> _Directions for this task_: Extract each line of the records below that contains the word "state".

:: Data to use

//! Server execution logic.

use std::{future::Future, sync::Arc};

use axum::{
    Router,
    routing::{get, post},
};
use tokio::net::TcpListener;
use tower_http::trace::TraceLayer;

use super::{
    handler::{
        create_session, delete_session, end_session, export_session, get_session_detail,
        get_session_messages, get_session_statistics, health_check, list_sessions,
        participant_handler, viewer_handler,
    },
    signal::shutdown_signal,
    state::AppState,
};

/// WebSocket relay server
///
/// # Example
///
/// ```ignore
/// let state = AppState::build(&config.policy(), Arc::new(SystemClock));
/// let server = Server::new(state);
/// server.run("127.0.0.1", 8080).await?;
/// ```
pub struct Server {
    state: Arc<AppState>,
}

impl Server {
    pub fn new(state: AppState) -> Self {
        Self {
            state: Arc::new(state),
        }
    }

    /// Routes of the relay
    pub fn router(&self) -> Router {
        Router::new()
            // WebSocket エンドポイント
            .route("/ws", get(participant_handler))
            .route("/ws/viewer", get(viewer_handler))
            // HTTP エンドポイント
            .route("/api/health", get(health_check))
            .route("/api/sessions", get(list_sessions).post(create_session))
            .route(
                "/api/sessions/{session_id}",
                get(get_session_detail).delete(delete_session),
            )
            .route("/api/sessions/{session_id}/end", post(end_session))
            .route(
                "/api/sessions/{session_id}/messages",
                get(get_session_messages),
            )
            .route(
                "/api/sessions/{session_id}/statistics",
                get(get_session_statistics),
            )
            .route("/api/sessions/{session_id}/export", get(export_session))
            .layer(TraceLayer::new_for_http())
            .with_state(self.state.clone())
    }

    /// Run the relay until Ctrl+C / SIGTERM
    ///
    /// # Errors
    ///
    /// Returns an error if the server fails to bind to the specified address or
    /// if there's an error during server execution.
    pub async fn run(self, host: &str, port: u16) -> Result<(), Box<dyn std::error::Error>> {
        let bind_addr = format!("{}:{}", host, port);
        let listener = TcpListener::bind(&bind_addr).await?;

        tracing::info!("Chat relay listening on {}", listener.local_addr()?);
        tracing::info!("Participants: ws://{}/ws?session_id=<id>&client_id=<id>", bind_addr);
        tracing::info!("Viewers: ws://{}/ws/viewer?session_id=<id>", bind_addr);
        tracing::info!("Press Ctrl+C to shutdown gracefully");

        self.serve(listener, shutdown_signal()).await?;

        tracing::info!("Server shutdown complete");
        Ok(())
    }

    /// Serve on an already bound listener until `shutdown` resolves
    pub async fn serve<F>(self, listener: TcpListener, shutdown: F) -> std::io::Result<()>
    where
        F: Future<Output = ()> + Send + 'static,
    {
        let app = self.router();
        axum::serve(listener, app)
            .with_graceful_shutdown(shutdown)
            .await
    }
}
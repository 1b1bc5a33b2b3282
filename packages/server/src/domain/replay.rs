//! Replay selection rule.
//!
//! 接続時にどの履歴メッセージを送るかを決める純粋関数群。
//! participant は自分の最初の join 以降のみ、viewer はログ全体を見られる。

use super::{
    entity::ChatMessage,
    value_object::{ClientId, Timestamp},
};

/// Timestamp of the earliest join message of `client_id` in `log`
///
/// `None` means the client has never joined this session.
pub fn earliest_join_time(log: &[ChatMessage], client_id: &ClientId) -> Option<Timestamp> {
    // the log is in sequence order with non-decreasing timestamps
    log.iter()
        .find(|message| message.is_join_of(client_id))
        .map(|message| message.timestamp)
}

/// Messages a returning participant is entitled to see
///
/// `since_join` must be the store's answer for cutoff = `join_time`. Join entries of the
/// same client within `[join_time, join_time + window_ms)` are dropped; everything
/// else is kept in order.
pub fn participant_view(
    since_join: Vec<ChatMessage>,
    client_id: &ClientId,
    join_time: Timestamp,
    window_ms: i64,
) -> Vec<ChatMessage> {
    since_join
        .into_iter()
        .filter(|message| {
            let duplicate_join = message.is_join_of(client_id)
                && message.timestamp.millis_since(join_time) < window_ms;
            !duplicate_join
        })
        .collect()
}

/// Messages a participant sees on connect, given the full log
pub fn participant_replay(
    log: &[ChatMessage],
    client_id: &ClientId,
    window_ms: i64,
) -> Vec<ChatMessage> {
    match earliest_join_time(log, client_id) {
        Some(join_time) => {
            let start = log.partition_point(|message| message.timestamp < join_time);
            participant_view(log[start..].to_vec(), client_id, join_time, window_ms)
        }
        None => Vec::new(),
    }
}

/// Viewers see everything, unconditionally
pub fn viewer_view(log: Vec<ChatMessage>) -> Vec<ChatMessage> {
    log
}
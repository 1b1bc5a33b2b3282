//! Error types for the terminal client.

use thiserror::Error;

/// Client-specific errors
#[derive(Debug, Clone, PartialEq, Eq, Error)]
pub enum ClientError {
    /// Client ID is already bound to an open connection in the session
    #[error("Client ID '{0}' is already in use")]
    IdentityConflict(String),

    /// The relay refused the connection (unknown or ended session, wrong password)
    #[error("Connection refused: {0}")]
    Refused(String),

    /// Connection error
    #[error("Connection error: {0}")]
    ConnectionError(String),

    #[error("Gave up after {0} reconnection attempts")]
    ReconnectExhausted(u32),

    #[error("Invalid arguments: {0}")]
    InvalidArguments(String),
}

::::

> _Result below_:
    state::AppState,
/// let state = AppState::build(&config.policy(), Arc::new(SystemClock));
/// let server = Server::new(state);
    state: Arc<AppState>,
    pub fn new(state: AppState) -> Self {
            state: Arc::new(state),
            .with_state(self.state.clone())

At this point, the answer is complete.